(Items from a dataset)
▼

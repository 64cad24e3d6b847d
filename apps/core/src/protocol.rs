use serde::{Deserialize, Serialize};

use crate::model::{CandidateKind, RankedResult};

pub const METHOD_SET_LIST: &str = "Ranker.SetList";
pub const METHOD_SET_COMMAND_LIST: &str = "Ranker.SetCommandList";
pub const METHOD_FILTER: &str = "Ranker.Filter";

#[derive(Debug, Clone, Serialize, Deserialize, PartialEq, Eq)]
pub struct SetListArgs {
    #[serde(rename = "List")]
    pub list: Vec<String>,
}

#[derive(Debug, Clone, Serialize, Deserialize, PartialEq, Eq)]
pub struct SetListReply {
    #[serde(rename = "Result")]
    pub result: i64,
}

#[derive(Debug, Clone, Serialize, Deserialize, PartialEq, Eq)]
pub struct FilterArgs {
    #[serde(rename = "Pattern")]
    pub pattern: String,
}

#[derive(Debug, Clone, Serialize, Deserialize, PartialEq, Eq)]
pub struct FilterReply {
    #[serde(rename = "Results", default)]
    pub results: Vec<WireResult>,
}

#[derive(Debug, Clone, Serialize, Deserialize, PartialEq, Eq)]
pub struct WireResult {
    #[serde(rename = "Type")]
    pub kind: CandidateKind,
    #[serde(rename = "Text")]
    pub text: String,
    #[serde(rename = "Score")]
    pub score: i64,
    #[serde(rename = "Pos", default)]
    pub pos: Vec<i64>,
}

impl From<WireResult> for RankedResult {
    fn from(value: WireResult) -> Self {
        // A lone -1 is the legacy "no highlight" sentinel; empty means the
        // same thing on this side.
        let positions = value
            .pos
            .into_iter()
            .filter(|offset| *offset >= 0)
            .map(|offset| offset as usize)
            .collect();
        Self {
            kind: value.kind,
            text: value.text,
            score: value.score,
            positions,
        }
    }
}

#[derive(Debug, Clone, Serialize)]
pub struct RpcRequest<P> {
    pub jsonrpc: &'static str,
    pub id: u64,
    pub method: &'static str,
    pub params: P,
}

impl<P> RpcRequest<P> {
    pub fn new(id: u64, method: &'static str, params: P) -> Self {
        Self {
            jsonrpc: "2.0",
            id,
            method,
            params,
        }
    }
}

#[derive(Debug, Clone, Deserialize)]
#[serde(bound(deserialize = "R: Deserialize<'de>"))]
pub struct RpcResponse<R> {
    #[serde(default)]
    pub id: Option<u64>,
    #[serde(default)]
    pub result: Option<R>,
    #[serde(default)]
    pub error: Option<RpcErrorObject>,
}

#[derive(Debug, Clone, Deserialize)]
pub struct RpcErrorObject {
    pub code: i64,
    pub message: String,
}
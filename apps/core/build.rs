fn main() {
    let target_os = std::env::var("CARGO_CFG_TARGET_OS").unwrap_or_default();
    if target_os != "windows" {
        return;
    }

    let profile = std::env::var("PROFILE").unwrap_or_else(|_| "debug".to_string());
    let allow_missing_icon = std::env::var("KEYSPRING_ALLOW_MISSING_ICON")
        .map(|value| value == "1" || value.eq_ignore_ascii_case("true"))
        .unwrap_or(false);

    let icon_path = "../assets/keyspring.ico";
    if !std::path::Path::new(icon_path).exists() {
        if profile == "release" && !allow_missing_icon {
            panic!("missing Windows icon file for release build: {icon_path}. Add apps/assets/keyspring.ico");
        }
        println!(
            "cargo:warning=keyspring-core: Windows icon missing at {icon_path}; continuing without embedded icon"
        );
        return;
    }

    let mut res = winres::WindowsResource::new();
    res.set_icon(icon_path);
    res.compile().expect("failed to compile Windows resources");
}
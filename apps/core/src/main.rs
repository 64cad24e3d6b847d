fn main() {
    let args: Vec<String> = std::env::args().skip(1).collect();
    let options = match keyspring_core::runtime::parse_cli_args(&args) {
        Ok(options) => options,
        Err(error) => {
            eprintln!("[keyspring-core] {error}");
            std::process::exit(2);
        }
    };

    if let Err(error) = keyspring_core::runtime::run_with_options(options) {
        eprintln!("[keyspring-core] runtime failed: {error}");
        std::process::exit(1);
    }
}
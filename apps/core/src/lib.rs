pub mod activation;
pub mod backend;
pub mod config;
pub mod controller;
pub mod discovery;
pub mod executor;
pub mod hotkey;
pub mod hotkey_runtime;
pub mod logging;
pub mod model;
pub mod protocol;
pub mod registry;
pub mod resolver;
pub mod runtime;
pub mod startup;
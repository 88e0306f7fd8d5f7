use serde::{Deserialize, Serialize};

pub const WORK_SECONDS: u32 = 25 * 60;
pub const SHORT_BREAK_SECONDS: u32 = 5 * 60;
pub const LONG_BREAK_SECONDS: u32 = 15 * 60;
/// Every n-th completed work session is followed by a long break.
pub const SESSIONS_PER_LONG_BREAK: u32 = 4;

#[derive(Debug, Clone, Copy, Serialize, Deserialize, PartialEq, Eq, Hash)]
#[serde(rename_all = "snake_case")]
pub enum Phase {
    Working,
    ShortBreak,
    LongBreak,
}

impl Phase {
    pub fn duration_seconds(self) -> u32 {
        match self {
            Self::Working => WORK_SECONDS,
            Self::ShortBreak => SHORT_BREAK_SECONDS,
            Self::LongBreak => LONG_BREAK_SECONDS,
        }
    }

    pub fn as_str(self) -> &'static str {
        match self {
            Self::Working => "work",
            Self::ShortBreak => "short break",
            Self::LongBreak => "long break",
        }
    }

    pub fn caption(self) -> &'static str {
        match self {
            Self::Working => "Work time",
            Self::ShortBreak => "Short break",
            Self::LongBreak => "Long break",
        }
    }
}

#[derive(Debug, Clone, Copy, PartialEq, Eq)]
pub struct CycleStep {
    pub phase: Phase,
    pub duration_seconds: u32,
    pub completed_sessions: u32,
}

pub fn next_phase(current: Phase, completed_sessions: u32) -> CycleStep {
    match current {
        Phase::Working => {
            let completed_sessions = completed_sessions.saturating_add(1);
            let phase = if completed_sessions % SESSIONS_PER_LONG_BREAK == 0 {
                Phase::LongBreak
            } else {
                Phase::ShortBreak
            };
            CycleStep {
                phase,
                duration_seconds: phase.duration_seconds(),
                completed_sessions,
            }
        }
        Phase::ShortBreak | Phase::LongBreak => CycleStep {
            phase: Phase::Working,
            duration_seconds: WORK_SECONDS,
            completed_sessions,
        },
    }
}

▲

## What is required:
Return the total of lines in these records that hold "value", without any other words.

## Answer space:
6